### Supplied information

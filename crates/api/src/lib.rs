//! AdForge API server library.
//!
//! Exposes config, state, error handling and routes so integration tests and
//! the binary entrypoint build the exact same application.

pub mod config;
pub mod error;
pub mod handlers;
pub mod middleware;
pub mod response;
pub mod router;
pub mod routes;
pub mod state;
//! Handlers for `/projects`: creation and the three enqueue endpoints.
//!
//! Each enqueue endpoint creates its run row and job together; the response
//! is 202 because the work happens on a later runner cycle.

use adforge_core::creative::CreativeType;
use adforge_core::error::CoreError;
use adforge_core::image_format::ImageFormat;
use adforge_core::types::DbId;
use adforge_db::models::generation_run::{CreateGenerationRun, GenerationRun};
use adforge_db::models::ingestion_run::IngestionRun;
use adforge_db::models::project::{CreateProject, Project};
use adforge_db::repositories::{GenerationRunRepo, ProjectRepo};
use adforge_pipeline::enqueue::{enqueue_images, start_generation, start_ingestion, IngestionStart};
use axum::extract::{Path, State};
use axum::http::StatusCode;
use axum::response::IntoResponse;
use axum::Json;
use serde::{Deserialize, Serialize};
use validator::Validate;

use crate::error::{AppError, AppResult};
use crate::middleware::auth::OperatorAuth;
use crate::response::DataResponse;
use crate::state::AppState;

/// Error text returned when generation is requested before any ingestion
/// succeeded.
pub const BRAND_DNA_REQUIRED: &str = "brand_dna_required";

/// Error text returned while an ingestion for the project is still in flight.
pub const INGESTION_IN_PROGRESS: &str = "ingestion_in_progress";

// ---------------------------------------------------------------------------
// Request / response bodies
// ---------------------------------------------------------------------------

#[derive(Debug, Deserialize, Validate)]
#[serde(rename_all = "camelCase")]
pub struct CreateProjectRequest {
    #[validate(length(min = 1, max = 120))]
    pub name: String,
    #[validate(url)]
    pub primary_url: String,
}

#[derive(Debug, Deserialize)]
pub struct GenerateRequest {
    #[serde(rename = "type")]
    pub creative_type: String,
    pub parameters: Option<serde_json::Value>,
}

#[derive(Debug, Deserialize, Validate)]
#[serde(rename_all = "camelCase")]
pub struct ImagesRequest {
    pub generation_run_id: DbId,
    #[validate(length(min = 1))]
    pub formats: Vec<String>,
}

#[derive(Debug, Serialize)]
#[serde(rename_all = "camelCase")]
pub struct IngestResponse {
    pub ingestion_run: IngestionRun,
    pub job_id: DbId,
}

#[derive(Debug, Serialize)]
#[serde(rename_all = "camelCase")]
pub struct GenerateResponse {
    pub generation_run: GenerationRun,
    pub job_id: DbId,
}

#[derive(Debug, Serialize)]
#[serde(rename_all = "camelCase")]
pub struct ImagesResponse {
    pub ok: bool,
    pub job_id: DbId,
}

// ---------------------------------------------------------------------------
// Helpers
// ---------------------------------------------------------------------------

async fn find_project(state: &AppState, project_id: DbId) -> AppResult<Project> {
    ProjectRepo::find_by_id(&state.pool, project_id)
        .await?
        .ok_or(AppError::Core(CoreError::NotFound {
            entity: "Project",
            id: project_id,
        }))
}

fn max_attempts(state: &AppState) -> i32 {
    state.runner.context().config.max_attempts
}

// ---------------------------------------------------------------------------
// Projects
// ---------------------------------------------------------------------------

/// POST /api/v1/projects
pub async fn create_project(
    _auth: OperatorAuth,
    State(state): State<AppState>,
    Json(input): Json<CreateProjectRequest>,
) -> AppResult<impl IntoResponse> {
    input.validate()?;
    let project = ProjectRepo::create(
        &state.pool,
        &CreateProject {
            name: input.name.trim().to_string(),
            primary_url: input.primary_url,
        },
    )
    .await?;

    tracing::info!(project_id = project.id, "Project created");
    Ok((StatusCode::CREATED, Json(DataResponse { data: project })))
}

/// GET /api/v1/projects/{id}
pub async fn get_project(
    _auth: OperatorAuth,
    State(state): State<AppState>,
    Path(project_id): Path<DbId>,
) -> AppResult<impl IntoResponse> {
    let project = find_project(&state, project_id).await?;
    Ok(Json(DataResponse { data: project }))
}

// ---------------------------------------------------------------------------
// Enqueue
// ---------------------------------------------------------------------------

/// POST /api/v1/projects/{id}/ingest
///
/// Start an ingestion of the project's primary URL. 409 while another
/// ingestion for the project is queued, running or waiting to retry.
pub async fn ingest(
    _auth: OperatorAuth,
    State(state): State<AppState>,
    Path(project_id): Path<DbId>,
) -> AppResult<impl IntoResponse> {
    let project = find_project(&state, project_id).await?;

    let started = start_ingestion(
        &state.pool,
        project.id,
        &project.primary_url,
        max_attempts(&state),
    )
    .await?;
    let (run, job) = match started {
        IngestionStart::Started { run, job } => (run, job),
        IngestionStart::InFlight { .. } => {
            return Err(AppError::Core(CoreError::Conflict(INGESTION_IN_PROGRESS.into())));
        }
    };

    Ok((
        StatusCode::ACCEPTED,
        Json(IngestResponse {
            ingestion_run: run,
            job_id: job.id,
        }),
    ))
}

/// POST /api/v1/projects/{id}/generate
///
/// Start a generation against the project's active Brand DNA. 409 with
/// `brand_dna_required` when the project has none yet.
pub async fn generate(
    _auth: OperatorAuth,
    State(state): State<AppState>,
    Path(project_id): Path<DbId>,
    Json(input): Json<GenerateRequest>,
) -> AppResult<impl IntoResponse> {
    let project = find_project(&state, project_id).await?;
    let brand_dna_id = project
        .active_brand_dna_id
        .ok_or_else(|| AppError::Core(CoreError::Conflict(BRAND_DNA_REQUIRED.into())))?;

    let creative_type: CreativeType = input.creative_type.parse()?;
    let parameters = match input.parameters {
        None | Some(serde_json::Value::Null) => serde_json::json!({}),
        Some(value @ serde_json::Value::Object(_)) => value,
        Some(_) => {
            return Err(AppError::BadRequest("parameters must be a JSON object".into()));
        }
    };

    let (run, job) = start_generation(
        &state.pool,
        &CreateGenerationRun {
            project_id: project.id,
            brand_dna_id,
            creative_type: creative_type.as_str().to_string(),
            parameters,
        },
        creative_type,
        max_attempts(&state),
    )
    .await?;

    Ok((
        StatusCode::ACCEPTED,
        Json(GenerateResponse {
            generation_run: run,
            job_id: job.id,
        }),
    ))
}

/// POST /api/v1/projects/{id}/images
///
/// Request extra renders for a generation run of this project.
pub async fn request_images(
    _auth: OperatorAuth,
    State(state): State<AppState>,
    Path(project_id): Path<DbId>,
    Json(input): Json<ImagesRequest>,
) -> AppResult<impl IntoResponse> {
    input.validate()?;
    let formats = input
        .formats
        .iter()
        .map(|f| f.parse::<ImageFormat>())
        .collect::<Result<Vec<_>, _>>()?;

    let run = GenerationRunRepo::find_by_id(&state.pool, input.generation_run_id)
        .await?
        .filter(|run| run.project_id == project_id)
        .ok_or(AppError::Core(CoreError::NotFound {
            entity: "GenerationRun",
            id: input.generation_run_id,
        }))?;

    let job = enqueue_images(&state.pool, run.id, &formats, max_attempts(&state)).await?;
    tracing::info!(
        project_id,
        run_id = run.id,
        job_id = job.id,
        formats = formats.len(),
        "Images enqueued",
    );

    Ok((
        StatusCode::ACCEPTED,
        Json(ImagesResponse {
            ok: true,
            job_id: job.id,
        }),
    ))
}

######

Task to complete
Output every record exactly as written, with nothing dropped.

Response to the task
filename crates/api/src/lib.rs
//! AdForge API server library.
//!
//! Exposes config, state, error handling and routes so integration tests and
//! the binary entrypoint build the exact same application.

pub mod config;
pub mod error;
pub mod handlers;
pub mod middleware;
pub mod response;
pub mod router;
pub mod routes;
pub mod state;
//! Handlers for `/projects`: creation and the three enqueue endpoints.
//!
//! Each enqueue endpoint creates its run row and job together; the response
//! is 202 because the work happens on a later runner cycle.

use adforge_core::creative::CreativeType;
use adforge_core::error::CoreError;
use adforge_core::image_format::ImageFormat;
use adforge_core::types::DbId;
use adforge_db::models::generation_run::{CreateGenerationRun, GenerationRun};
use adforge_db::models::ingestion_run::IngestionRun;
use adforge_db::models::project::{CreateProject, Project};
use adforge_db::repositories::{GenerationRunRepo, ProjectRepo};
use adforge_pipeline::enqueue::{enqueue_images, start_generation, start_ingestion, IngestionStart};
use axum::extract::{Path, State};
use axum::http::StatusCode;
use axum::response::IntoResponse;
use axum::Json;
use serde::{Deserialize, Serialize};
use validator::Validate;

use crate::error::{AppError, AppResult};
use crate::middleware::auth::OperatorAuth;
use crate::response::DataResponse;
use crate::state::AppState;

/// Error text returned when generation is requested before any ingestion
/// succeeded.
pub const BRAND_DNA_REQUIRED: &str = "brand_dna_required";

/// Error text returned while an ingestion for the project is still in flight.
pub const INGESTION_IN_PROGRESS: &str = "ingestion_in_progress";

// ---------------------------------------------------------------------------
// Request / response bodies
// ---------------------------------------------------------------------------

#[derive(Debug, Deserialize, Validate)]
#[serde(rename_all = "camelCase")]
pub struct CreateProjectRequest {
    #[validate(length(min = 1, max = 120))]
    pub name: String,
    #[validate(url)]
    pub primary_url: String,
}

#[derive(Debug, Deserialize)]
pub struct GenerateRequest {
    #[serde(rename = "type")]
    pub creative_type: String,
    pub parameters: Option<serde_json::Value>,
}

#[derive(Debug, Deserialize, Validate)]
#[serde(rename_all = "camelCase")]
pub struct ImagesRequest {
    pub generation_run_id: DbId,
    #[validate(length(min = 1))]
    pub formats: Vec<String>,
}

#[derive(Debug, Serialize)]
#[serde(rename_all = "camelCase")]
pub struct IngestResponse {
    pub ingestion_run: IngestionRun,
    pub job_id: DbId,
}

#[derive(Debug, Serialize)]
#[serde(rename_all = "camelCase")]
pub struct GenerateResponse {
    pub generation_run: GenerationRun,
    pub job_id: DbId,
}

#[derive(Debug, Serialize)]
#[serde(rename_all = "camelCase")]
pub struct ImagesResponse {
    pub ok: bool,
    pub job_id: DbId,
}

// ---------------------------------------------------------------------------
// Helpers
// ---------------------------------------------------------------------------

async fn find_project(state: &AppState, project_id: DbId) -> AppResult<Project> {
    ProjectRepo::find_by_id(&state.pool, project_id)
        .await?
        .ok_or(AppError::Core(CoreError::NotFound {
            entity: "Project",
            id: project_id,
        }))
}

fn max_attempts(state: &AppState) -> i32 {
    state.runner.context().config.max_attempts
}

// ---------------------------------------------------------------------------
// Projects
// ---------------------------------------------------------------------------

/// POST /api/v1/projects
pub async fn create_project(
    _auth: OperatorAuth,
    State(state): State<AppState>,
    Json(input): Json<CreateProjectRequest>,
) -> AppResult<impl IntoResponse> {
    input.validate()?;
    let project = ProjectRepo::create(
        &state.pool,
        &CreateProject {
            name: input.name.trim().to_string(),
            primary_url: input.primary_url,
        },
    )
    .await?;

    tracing::info!(project_id = project.id, "Project created");
    Ok((StatusCode::CREATED, Json(DataResponse { data: project })))
}

/// GET /api/v1/projects/{id}
pub async fn get_project(
    _auth: OperatorAuth,
    State(state): State<AppState>,
    Path(project_id): Path<DbId>,
) -> AppResult<impl IntoResponse> {
    let project = find_project(&state, project_id).await?;
    Ok(Json(DataResponse { data: project }))
}

// ---------------------------------------------------------------------------
// Enqueue
// ---------------------------------------------------------------------------

/// POST /api/v1/projects/{id}/ingest
///
/// Start an ingestion of the project's primary URL. 409 while another
/// ingestion for the project is queued, running or waiting to retry.
pub async fn ingest(
    _auth: OperatorAuth,
    State(state): State<AppState>,
    Path(project_id): Path<DbId>,
) -> AppResult<impl IntoResponse> {
    let project = find_project(&state, project_id).await?;

    let started = start_ingestion(
        &state.pool,
        project.id,
        &project.primary_url,
        max_attempts(&state),
    )
    .await?;
    let (run, job) = match started {
        IngestionStart::Started { run, job } => (run, job),
        IngestionStart::InFlight { .. } => {
            return Err(AppError::Core(CoreError::Conflict(INGESTION_IN_PROGRESS.into())));
        }
    };

    Ok((
        StatusCode::ACCEPTED,
        Json(IngestResponse {
            ingestion_run: run,
            job_id: job.id,
        }),
    ))
}

/// POST /api/v1/projects/{id}/generate
///
/// Start a generation against the project's active Brand DNA. 409 with
/// `brand_dna_required` when the project has none yet.
pub async fn generate(
    _auth: OperatorAuth,
    State(state): State<AppState>,
    Path(project_id): Path<DbId>,
    Json(input): Json<GenerateRequest>,
) -> AppResult<impl IntoResponse> {
    let project = find_project(&state, project_id).await?;
    let brand_dna_id = project
        .active_brand_dna_id
        .ok_or_else(|| AppError::Core(CoreError::Conflict(BRAND_DNA_REQUIRED.into())))?;

    let creative_type: CreativeType = input.creative_type.parse()?;
    let parameters = match input.parameters {
        None | Some(serde_json::Value::Null) => serde_json::json!({}),
        Some(value @ serde_json::Value::Object(_)) => value,
        Some(_) => {
            return Err(AppError::BadRequest("parameters must be a JSON object".into()));
        }
    };

    let (run, job) = start_generation(
        &state.pool,
        &CreateGenerationRun {
            project_id: project.id,
            brand_dna_id,
            creative_type: creative_type.as_str().to_string(),
            parameters,
        },
        creative_type,
        max_attempts(&state),
    )
    .await?;

    Ok((
        StatusCode::ACCEPTED,
        Json(GenerateResponse {
            generation_run: run,
            job_id: job.id,
        }),
    ))
}

/// POST /api/v1/projects/{id}/images
///
/// Request extra renders for a generation run of this project.
pub async fn request_images(
    _auth: OperatorAuth,
    State(state): State<AppState>,
    Path(project_id): Path<DbId>,
    Json(input): Json<ImagesRequest>,
) -> AppResult<impl IntoResponse> {
    input.validate()?;
    let formats = input
        .formats
        .iter()
        .map(|f| f.parse::<ImageFormat>())
        .collect::<Result<Vec<_>, _>>()?;

    let run = GenerationRunRepo::find_by_id(&state.pool, input.generation_run_id)
        .await?
        .filter(|run| run.project_id == project_id)
        .ok_or(AppError::Core(CoreError::NotFound {
            entity: "GenerationRun",
            id: input.generation_run_id,
        }))?;

    let job = enqueue_images(&state.pool, run.id, &formats, max_attempts(&state)).await?;
    tracing::info!(
        project_id,
        run_id = run.id,
        job_id = job.id,
        formats = formats.len(),
        "Images enqueued",
    );

    Ok((
        StatusCode::ACCEPTED,
        Json(ImagesResponse {
            ok: true,
            job_id: job.id,
        }),
    ))
}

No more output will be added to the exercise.